Bölüm 67

4.9K 162 24
                                    

Herkesten çok özür dilerim. Çok uzun zamandır yazmıyorum ama gelen mesajlar ve yorumlarınız o kadar güzel ki. Hepinize minnettarım. Sizden ricam yorumlarınız da Esraya ne yapması gerektiğini söyleyin♥️♥️♥️

Yorgundum... Elime kahve fincanımı alıp balkona çıktım. Üzerimde yılların verdiği bir ağırlık vardı. Daha 22 yaşında tanımıştım Abdullah'ı. Gençliğimin baharında...

Düşünüyorum da ne kadar boktan bir hayat geçirmiştim... Dayaklar aldatılmalar annemin ölümü Fatih'in boktan çıkması... Tek elimdeki servet Kaan' dı.

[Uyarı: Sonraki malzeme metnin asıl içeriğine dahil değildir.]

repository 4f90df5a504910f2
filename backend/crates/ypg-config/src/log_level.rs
use crate::{DEFAULT_LOG_LEVEL, DEFAULT_LOG_LEVEL_STRING};

use std::ops::Deref;
use std::str::FromStr;

use log::LevelFilter;
use serde::{Deserialize, Deserializer};

/// Wrapper for LevelFilter with lenient deserialization
#[derive(Debug, Clone, Copy, PartialEq, Eq)]
pub struct LogLevel(pub LevelFilter);

impl<'de> Deserialize<'de> for LogLevel {
    fn deserialize<D>(deserializer: D) -> Result<Self, D::Error>
    where
        D: Deserializer<'de>,
    {
        let s = String::deserialize(deserializer)
            .unwrap_or_else(|_| String::from(DEFAULT_LOG_LEVEL_STRING));

        Ok(LogLevel::from_str(&s).unwrap_or(LogLevel(DEFAULT_LOG_LEVEL)))
    }
}

impl From<LogLevel> for LevelFilter {
    fn from(log_level: LogLevel) -> Self {
        log_level.0
    }
}

impl Deref for LogLevel {
    type Target = LevelFilter;

    fn deref(&self) -> &Self::Target {
        &self.0
    }
}

impl FromStr for LogLevel {
    type Err = ();

    /// Unknown values fall back to Info rather than failing.
    fn from_str(s: &str) -> Result<Self, Self::Err> {
        match s.to_lowercase().as_str() {
            "off" => Ok(LogLevel(LevelFilter::Off)),
            "error" => Ok(LogLevel(LevelFilter::Error)),
            "warn" => Ok(LogLevel(LevelFilter::Warn)),
            "info" => Ok(LogLevel(LevelFilter::Info)),
            "debug" => Ok(LogLevel(LevelFilter::Debug)),
            "trace" => Ok(LogLevel(LevelFilter::Trace)),
            _ => Ok(LogLevel(DEFAULT_LOG_LEVEL)),
        }
    }
}
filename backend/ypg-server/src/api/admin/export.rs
//! Data export handler

use crate::{ApiError, ApiResult, AppState, CurrentAdmin};

use std::panic::Location;

use axum::{
    Json,
    extract::State,
    http::{HeaderValue, header},
    response::{IntoResponse, Response},
};
use error_location::ErrorLocation;
use log::info;
use ypg_core::ExportRequest;
use ypg_store::export::CSV_CONTENT_TYPE;

/// POST /api/v1/admin/export
///
/// Body `{"kind":"students","start":"2023-05-01","end":"2023-05-31"}`.
/// Answers with a CSV attachment.
pub async fn export_data(
    State(state): State<AppState>,
    CurrentAdmin(admin): CurrentAdmin,
    Json(req): Json<ExportRequest>,
) -> ApiResult<Response> {
    let csv = state.store.export(&req).await?;
    info!("Admin {} exported {}", admin.id, req.kind.display_name());

    let disposition = HeaderValue::from_str(&format!(
        "attachment; filename=\"{}\"",
        req.file_name()
    ))
    .map_err(|e| ApiError::Internal {
        message: format!("Invalid export file name: {e}"),
        location: ErrorLocation::from(Location::caller()),
    })?;

    Ok((
        [
            (header::CONTENT_TYPE, HeaderValue::from_static(CSV_CONTENT_TYPE)),
            (header::CONTENT_DISPOSITION, disposition),
        ],
        csv,
    )
        .into_response())
}
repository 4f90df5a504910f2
pub mod current_identity;
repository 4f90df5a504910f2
mod client_config;
mod config;
mod error;
mod log_level;
mod logging_config;
mod server_config;
mod session_config;

#[cfg(test)]
mod tests;

pub use client_config::ClientConfig;
pub use config::Config;
pub use error::{ConfigError, ConfigErrorResult};
pub use log_level::LogLevel;
pub use logging_config::LoggingConfig;
pub use server_config::ServerConfig;
pub use session_config::SessionConfig;

const CONFIG_DIR_ENV: &str = "YPG_CONFIG_DIR";
const DEFAULT_CONFIG_DIR: &str = ".ypg";
const CONFIG_FILENAME: &str = "config.toml";

const DEFAULT_HOST: &str = "127.0.0.1";
const DEFAULT_PORT: u16 = 8000;
const MIN_PORT: u16 = 1024;

const DEFAULT_STORAGE_DIR: &str = "storage";
const DEFAULT_LATENCY_MS: u64 = 500;
const MAX_LATENCY_MS: u64 = 10_000;

const DEFAULT_SERVER_URL: &str = "http://127.0.0.1:8000";

const DEFAULT_LOG_LEVEL_STRING: &str = "info";
const DEFAULT_LOG_LEVEL: log::LevelFilter = log::LevelFilter::Info;
const DEFAULT_LOG_DIRECTORY: &str = "log";
const DEFAULT_LOG_COLORED: bool = true;
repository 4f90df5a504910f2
//! Session state for the portal.
//!
//! [`SessionStore`] owns the single current [`Identity`](ypg_core::Identity),
//! mirrors every mutation to [`DurableStorage`] through [`SessionMirror`], and
//! talks to the outside world only through the [`AuthBackend`] seam.

pub mod backend;
pub mod error;
pub mod load_result;
pub mod session_mirror;
pub mod session_store;
pub mod storage;

#[cfg(test)]
mod tests;

pub use backend::{
    AuthBackend, Latency, MockBackend, Registration,
    mock_backend::{ADMIN_EMAIL, ADMIN_PASSWORD, STUDENT_EMAIL, STUDENT_PASSWORD},
};
pub use error::{Result, SessionError};
pub use load_result::LoadResult;
pub use session_mirror::{SessionMirror, TOKEN_KEY, USER_KEY};
pub use session_store::SessionStore;
pub use storage::{
    DurableStorage, FileStorage, MemoryStorage, StorageError, StorageResult,
};
use crate::ApiError;

use std::panic::Location;

use axum::response::IntoResponse;
use error_location::ErrorLocation;
use http::StatusCode;
use http_body_util::BodyExt;
use ypg_core::CoreError;
use ypg_session::SessionError;
use ypg_store::StoreError;

async fn body_json(error: ApiError) -> (StatusCode, serde_json::Value) {
    let response = error.into_response();
    let status = response.status();
    let body = response.into_body().collect().await.unwrap().to_bytes();
    (status, serde_json::from_slice(&body).unwrap())
}

#[tokio::test]
async fn test_not_found_returns_404_with_json_body() {
    let (status, json) = body_json(ApiError::not_found("Career career-9 not found")).await;

    assert_eq!(status, StatusCode::NOT_FOUND);
    assert_eq!(json["error"]["code"], "NOT_FOUND");
    assert_eq!(json["error"]["message"], "Career career-9 not found");
    assert!(json["error"].get("field").is_none());
}

#[tokio::test]
async fn test_validation_error_returns_400_with_field() {
    let (status, json) = body_json(ApiError::validation("title", "Title too long")).await;

    assert_eq!(status, StatusCode::BAD_REQUEST);
    assert_eq!(json["error"]["code"], "VALIDATION_ERROR");
    assert_eq!(json["error"]["field"], "title");
}

#[tokio::test]
async fn test_invalid_credentials_uses_fixed_message() {
    let error = ApiError::from(SessionError::invalid_credentials());
    let (status, json) = body_json(error).await;

    assert_eq!(status, StatusCode::UNAUTHORIZED);
    assert_eq!(json["error"]["code"], "INVALID_CREDENTIALS");
    assert_eq!(json["error"]["message"], "Invalid email or password");
}

#[tokio::test]
async fn test_internal_error_returns_500() {
    let error = ApiError::Internal {
        message: "Storage unavailable".into(),
        location: ErrorLocation::from(Location::caller()),
    };
    let (status, json) = body_json(error).await;

    assert_eq!(status, StatusCode::INTERNAL_SERVER_ERROR);
    assert_eq!(json["error"]["code"], "INTERNAL_ERROR");
}

#[tokio::test]
async fn test_forbidden_returns_403() {
    let (status, json) = body_json(ApiError::forbidden("admins only")).await;

    assert_eq!(status, StatusCode::FORBIDDEN);
    assert_eq!(json["error"]["code"], "FORBIDDEN");
}

#[test]
fn test_core_validation_converts_with_field() {
    let error = ApiError::from(CoreError::validation("email", "email must contain '@'"));

    match error {
        ApiError::Validation { field, message, .. } => {
            assert_eq!(field.as_deref(), Some("email"));
            assert_eq!(message, "email must contain '@'");
        }
        other => panic!("expected validation, got {other:?}"),
    }
}

#[test]
fn test_store_not_found_converts_to_not_found() {
    let error = ApiError::from(StoreError::not_found("career", "career-42"));

    assert!(matches!(error, ApiError::NotFound { ref message, .. } if message.contains("career-42")));
}

#[tokio::test]
async fn test_store_already_exists_returns_409() {
    let error = ApiError::from(StoreError::already_exists("Member", "student-7"));
    let (status, json) = body_json(error).await;

    assert_eq!(status, StatusCode::CONFLICT);
    assert_eq!(json["error"]["code"], "CONFLICT");
    assert_eq!(json["error"]["message"], "Member student-7 already exists");
}
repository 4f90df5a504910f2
pub mod admin;
pub mod careers;
pub mod error;
pub mod extractors;
pub mod portfolio;
pub mod session;
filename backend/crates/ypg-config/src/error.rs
use std::panic::Location;
use std::path::PathBuf;
use std::result::Result as StdResult;

use error_location::ErrorLocation;
use thiserror::Error as ThisError;

#[derive(ThisError, Debug)]
pub enum ConfigError {
    #[error("{category} error: {message} {location}")]
    Generic {
        category: &'static str,
        message: String,
        location: ErrorLocation,
    },

    #[error("IO error reading {path}: {source}")]
    Io {
        path: PathBuf,
        #[source]
        source: std::io::Error,
    },

    #[error("TOML parse error in {path}: {source}")]
    Toml {
        path: PathBuf,
        #[source]
        source: toml::de::Error,
    },
}

impl ConfigError {
    /// Create a config error
    #[track_caller]
    pub fn config<S: Into<String>>(message: S) -> Self {
        ConfigError::Generic {
            category: "Config",
            message: message.into(),
            location: ErrorLocation::from(Location::caller()),
        }
    }

    /// Create a session error
    #[track_caller]
    pub fn session<S: Into<String>>(message: S) -> Self {
        ConfigError::Generic {
            category: "Session",
            message: message.into(),
            location: ErrorLocation::from(Location::caller()),
        }
    }

    /// Create a client error
    #[track_caller]
    pub fn client<S: Into<String>>(message: S) -> Self {
        ConfigError::Generic {
            category: "Client",
            message: message.into(),
            location: ErrorLocation::from(Location::caller()),
        }
    }

    /// Create a logging error
    #[track_caller]
    pub fn logging<S: Into<String>>(message: S) -> Self {
        ConfigError::Generic {
            category: "Logging",
            message: message.into(),
            location: ErrorLocation::from(Location::caller()),
        }
    }
}

pub type ConfigErrorResult<T> = StdResult<T, ConfigError>;
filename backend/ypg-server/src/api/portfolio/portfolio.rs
//! Portfolio handlers for the signed-in student

use crate::{
    ApiResult, AppState, CurrentStudent, PortfolioItemResponse, PortfolioListResponse,
    UploadPortfolioRequest,
};

use axum::{
    Json,
    extract::State,
    http::StatusCode,
    response::{IntoResponse, Response},
};
use ypg_store::PortfolioUpload;

/// GET /api/v1/portfolio
///
/// The student's own items, newest first.
pub async fn list_portfolio(
    State(state): State<AppState>,
    CurrentStudent(student): CurrentStudent,
) -> Json<PortfolioListResponse> {
    let items = state.store.portfolio.find_by_owner(&student.id).await;

    Json(PortfolioListResponse { items })
}

/// POST /api/v1/portfolio
pub async fn upload_portfolio_item(
    State(state): State<AppState>,
    CurrentStudent(student): CurrentStudent,
    Json(req): Json<UploadPortfolioRequest>,
) -> ApiResult<Response> {
    let upload = PortfolioUpload::try_from(req)?;
    let item = state.store.portfolio.add(&student.id, upload).await?;

    Ok((StatusCode::CREATED, Json(PortfolioItemResponse { item })).into_response())
}
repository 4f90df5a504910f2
use crate::{ConfigError, ConfigErrorResult, DEFAULT_HOST, DEFAULT_PORT, MIN_PORT};

use serde::Deserialize;

#[derive(Debug, Clone, Deserialize)]
#[serde(default)]
pub struct ServerConfig {
    pub host: String,
    pub port: u16,
}

impl Default for ServerConfig {
    fn default() -> Self {
        Self {
            host: String::from(DEFAULT_HOST),
            port: DEFAULT_PORT,
        }
    }
}

impl ServerConfig {
    pub fn validate(&self) -> ConfigErrorResult<()> {
        // Port 0 means "auto-assign" - OS picks an available port.
        if self.port != 0 && self.port < MIN_PORT {
            return Err(ConfigError::config(format!(
                "server.port must be 0 (auto) or >= {}, got {}",
                MIN_PORT, self.port
            )));
        }

        if self.host.trim().is_empty() {
            return Err(ConfigError::config("server.host cannot be empty"));
        }

        Ok(())
    }
}
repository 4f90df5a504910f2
use crate::{PortfolioUpload, Result as StoreErrorResult};

use chrono::Utc;
use log::info;
use tokio::sync::RwLock;
use uuid::Uuid;
use ypg_core::{PortfolioFileType, PortfolioItem};

/// Uploaded portfolio metadata. Starts empty.
#[derive(Default)]
pub struct PortfolioRepository {
    items: RwLock<Vec<PortfolioItem>>,
}

impl PortfolioRepository {
    pub fn new() -> Self {
        Self::default()
    }

    /// Items owned by `owner_id`, newest first. Ties keep reverse upload order.
    pub async fn find_by_owner(&self, owner_id: &str) -> Vec<PortfolioItem> {
        let mut items: Vec<PortfolioItem> = self
            .items
            .read()
            .await
            .iter()
            .rev()
            .filter(|item| item.owner_id == owner_id)
            .cloned()
            .collect();

        items.sort_by(|a, b| b.uploaded_at.cmp(&a.uploaded_at));
        items
    }

    pub async fn find_all(&self) -> Vec<PortfolioItem> {
        self.items.read().await.clone()
    }

    pub async fn add(
        &self,
        owner_id: &str,
        upload: PortfolioUpload,
    ) -> StoreErrorResult<PortfolioItem> {
        upload.validate()?;

        let item = PortfolioItem {
            id: Uuid::new_v4().to_string(),
            owner_id: owner_id.to_string(),
            title: upload.title.trim().to_string(),
            description: upload.description,
            file_type: PortfolioFileType::from_file_name(&upload.file_name),
            file_name: upload.file_name,
            size_bytes: upload.size_bytes,
            uploaded_at: Utc::now(),
        };

        self.items.write().await.push(item.clone());
        info!(
            "Stored portfolio item {} for {owner_id} ({} bytes)",
            item.id, item.size_bytes
        );

        Ok(item)
    }
}
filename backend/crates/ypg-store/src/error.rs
use std::panic::Location;

use error_location::ErrorLocation;
use thiserror::Error;
use ypg_core::CoreError;

#[derive(Error, Debug)]
pub enum StoreError {
    #[error("{entity} not found: {id} {location}")]
    NotFound {
        entity: &'static str,
        id: String,
        location: ErrorLocation,
    },

    #[error("{entity} already exists: {id} {location}")]
    AlreadyExists {
        entity: &'static str,
        id: String,
        location: ErrorLocation,
    },

    #[error("{source}")]
    Core {
        #[source]
        source: CoreError,
        location: ErrorLocation,
    },
}

impl StoreError {
    #[track_caller]
    pub fn not_found(entity: &'static str, id: &str) -> Self {
        Self::NotFound {
            entity,
            id: id.to_string(),
            location: ErrorLocation::from(Location::caller()),
        }
    }

    #[track_caller]
    pub fn already_exists(entity: &'static str, id: &str) -> Self {
        Self::AlreadyExists {
            entity,
            id: id.to_string(),
            location: ErrorLocation::from(Location::caller()),
        }
    }
}

impl From<CoreError> for StoreError {
    #[track_caller]
    fn from(source: CoreError) -> Self {
        Self::Core {
            source,
            location: ErrorLocation::from(Location::caller()),
        }
    }
}

pub type Result<T> = std::result::Result<T, StoreError>;
use serde::Deserialize;

#[derive(Debug, Deserialize)]
pub struct ForgotPasswordRequest {
    pub email: String,
}
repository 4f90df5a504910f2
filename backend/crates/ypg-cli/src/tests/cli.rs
use crate::Cli;

use clap::CommandFactory;

fn register_arg_help(arg: &str) -> String {
    let command = Cli::command();
    let register = command
        .find_subcommand("session")
        .and_then(|s| s.find_subcommand("register"))
        .unwrap();

    register
        .get_arguments()
        .find(|a| a.get_id() == arg)
        .and_then(|a| a.get_help())
        .map(|h| h.to_string())
        .unwrap()
}

#[test]
fn test_register_interest_help_lists_every_catalog_id() {
    let help = register_arg_help("interest");

    for id in ["chef", "baker", "hotel", "hospitality", "events"] {
        assert!(help.contains(id), "missing {id} in {help}");
    }
}

#[test]
fn test_cli_definition_is_consistent() {
    Cli::command().debug_assert();
}
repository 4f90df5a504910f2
use crate::{DEFAULT_LOG_COLORED, DEFAULT_LOG_DIRECTORY, DEFAULT_LOG_LEVEL, LogLevel};

use serde::Deserialize;

#[derive(Debug, Clone, Deserialize)]
#[serde(default)]
pub struct LoggingConfig {
    pub level: LogLevel,
    /// Colored stdout output (ignored when logging to a file)
    pub colored: bool,
    /// Log file name inside `dir`; None = stdout
    pub file: Option<String>,
    pub dir: String,
}

impl Default for LoggingConfig {
    fn default() -> Self {
        Self {
            level: LogLevel(DEFAULT_LOG_LEVEL),
            colored: DEFAULT_LOG_COLORED,
            file: None,
            dir: String::from(DEFAULT_LOG_DIRECTORY),
        }
    }
}
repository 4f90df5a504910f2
use serde::Serialize;
use ypg_core::Identity;

/// The current identity, `null` when logged out.
#[derive(Debug, Serialize)]
pub struct SessionResponse {
    pub user: Option<Identity>,
}

impl From<Option<Identity>> for SessionResponse {
    fn from(user: Option<Identity>) -> Self {
        Self { user }
    }
}
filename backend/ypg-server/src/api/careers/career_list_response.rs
use serde::Serialize;
use ypg_core::CareerPath;

#[derive(Debug, Serialize)]
pub struct CareerListResponse {
    pub careers: Vec<CareerPath>,
}
use crate::storage::{DurableStorage, StorageResult, validate_key};

use std::collections::HashMap;
use std::sync::{Mutex, PoisonError};

/// Process-local storage, used by tests and ephemeral setups.
#[derive(Debug, Default)]
pub struct MemoryStorage {
    entries: Mutex<HashMap<String, String>>,
}

impl MemoryStorage {
    pub fn new() -> Self {
        Self::default()
    }

    pub fn len(&self) -> usize {
        self.entries
            .lock()
            .unwrap_or_else(PoisonError::into_inner)
            .len()
    }

    pub fn is_empty(&self) -> bool {
        self.len() == 0
    }
}

impl DurableStorage for MemoryStorage {
    fn get(&self, key: &str) -> StorageResult<Option<String>> {
        validate_key(key)?;
        let entries = self.entries.lock().unwrap_or_else(PoisonError::into_inner);
        Ok(entries.get(key).cloned())
    }

    fn set(&self, key: &str, value: &str) -> StorageResult<()> {
        validate_key(key)?;
        let mut entries = self.entries.lock().unwrap_or_else(PoisonError::into_inner);
        entries.insert(key.to_string(), value.to_string());
        Ok(())
    }

    fn remove(&self, key: &str) -> StorageResult<()> {
        validate_key(key)?;
        let mut entries = self.entries.lock().unwrap_or_else(PoisonError::into_inner);
        entries.remove(key);
        Ok(())
    }
}
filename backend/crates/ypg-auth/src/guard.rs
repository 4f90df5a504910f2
use crate::{
    ADMIN_HOME_PATH, EMAIL_VERIFICATION_PATH, LOGIN_PATH, ONBOARDING_PATH, STUDENT_HOME_PATH,
};

use ypg_core::Identity;

/// A single navigation precondition paired with where to send the user when
/// it does not hold.
#[derive(Debug, Clone, Copy, PartialEq, Eq, Hash)]
pub enum Guard {
    /// Someone is logged in.
    Authenticated,
    /// The current identity is a student.
    StudentRole,
    /// The current identity is an admin.
    AdminRole,
    /// Students must have verified their email. Admins pass.
    EmailVerified,
    /// Students must have completed onboarding. Admins pass.
    OnboardingComplete,
}

#[derive(Debug, Clone, Copy, PartialEq, Eq)]
pub enum GuardOutcome {
    Pass,
    Redirect(&'static str),
}

impl GuardOutcome {
    pub fn is_pass(&self) -> bool {
        matches!(self, Self::Pass)
    }
}

impl Guard {
    pub fn as_str(&self) -> &'static str {
        match self {
            Self::Authenticated => "authenticated",
            Self::StudentRole => "student_role",
            Self::AdminRole => "admin_role",
            Self::EmailVerified => "email_verified",
            Self::OnboardingComplete => "onboarding_complete",
        }
    }

    pub fn redirect_target(&self) -> &'static str {
        match self {
            Self::Authenticated => LOGIN_PATH,
            Self::StudentRole => ADMIN_HOME_PATH,
            Self::AdminRole => STUDENT_HOME_PATH,
            Self::EmailVerified => EMAIL_VERIFICATION_PATH,
            Self::OnboardingComplete => ONBOARDING_PATH,
        }
    }

    pub fn allows(&self, identity: Option<&Identity>) -> bool {
        match (self, identity) {
            (Self::Authenticated, identity) => identity.is_some(),
            (Self::StudentRole, Some(identity)) => identity.is_student(),
            (Self::AdminRole, Some(identity)) => identity.is_admin(),
            (Self::EmailVerified, Some(identity)) => !identity.awaiting_email_verification(),
            (Self::OnboardingComplete, Some(identity)) => !identity.awaiting_onboarding(),
            // Everything past authentication presupposes an identity.
            (_, None) => false,
        }
    }

    pub fn check(&self, identity: Option<&Identity>) -> GuardOutcome {
        if self.allows(identity) {
            GuardOutcome::Pass
        } else {
            GuardOutcome::Redirect(self.redirect_target())
        }
    }
}

impl std::fmt::Display for Guard {
    fn fmt(&self, f: &mut std::fmt::Formatter<'_>) -> std::fmt::Result {
        write!(f, "{}", self.as_str())
    }
}
use crate::{CoreError, Result as CoreErrorResult};

use std::panic::Location;
use std::str::FromStr;

use error_location::ErrorLocation;
use serde::{Deserialize, Serialize};

/// Industry segment a career path or assignment belongs to.
#[derive(Debug, Clone, Copy, PartialEq, Eq, Hash, Serialize, Deserialize, Default)]
#[serde(rename_all = "snake_case")]
pub enum CareerCategory {
    Cooking,
    Hotel,
    Bakery,
    Events,
    #[default]
    Other,
}

impl CareerCategory {
    pub fn as_str(&self) -> &'static str {
        match self {
            Self::Cooking => "cooking",
            Self::Hotel => "hotel",
            Self::Bakery => "bakery",
            Self::Events => "events",
            Self::Other => "other",
        }
    }
}

impl FromStr for CareerCategory {
    type Err = CoreError;

    #[track_caller]
    fn from_str(s: &str) -> CoreErrorResult<Self> {
        match s {
            "cooking" => Ok(Self::Cooking),
            "hotel" => Ok(Self::Hotel),
            "bakery" => Ok(Self::Bakery),
            "events" => Ok(Self::Events),
            "other" => Ok(Self::Other),
            _ => Err(CoreError::InvalidCareerCategory {
                value: s.to_string(),
                location: ErrorLocation::from(Location::caller()),
            }),
        }
    }
}

impl std::fmt::Display for CareerCategory {
    fn fmt(&self, f: &mut std::fmt::Formatter<'_>) -> std::fmt::Result {
        write!(f, "{}", self.as_str())
    }
}
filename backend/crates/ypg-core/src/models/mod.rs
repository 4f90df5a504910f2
pub mod assignment;
pub mod career_category;
pub mod career_path;
pub mod college;
pub mod export_kind;
pub mod identity;
pub mod interest;
pub mod member_record;
pub mod member_status;
pub mod portfolio_file_type;
pub mod portfolio_item;
pub mod role;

Kime sığınmaya çalışsam bir kazık yemiştim ve dönüp dolaşıp yine Abdullah' a gelmiştim. En son Mustafa ile olan kısacık flörtleşmeyi de Abdullah'ın hastalığını öğrendiğim de kesmiştim.

- Napiyorsun burada Esra.

Derin dusuncelerimden Abdullah'ın sesiyle çıktım.

- Hiç... Hiç bişey. Kahve içiyordum. Sende ister misin?

Kafamı ona doğru cevirmedigim için elindeki fincanı görmemiştim.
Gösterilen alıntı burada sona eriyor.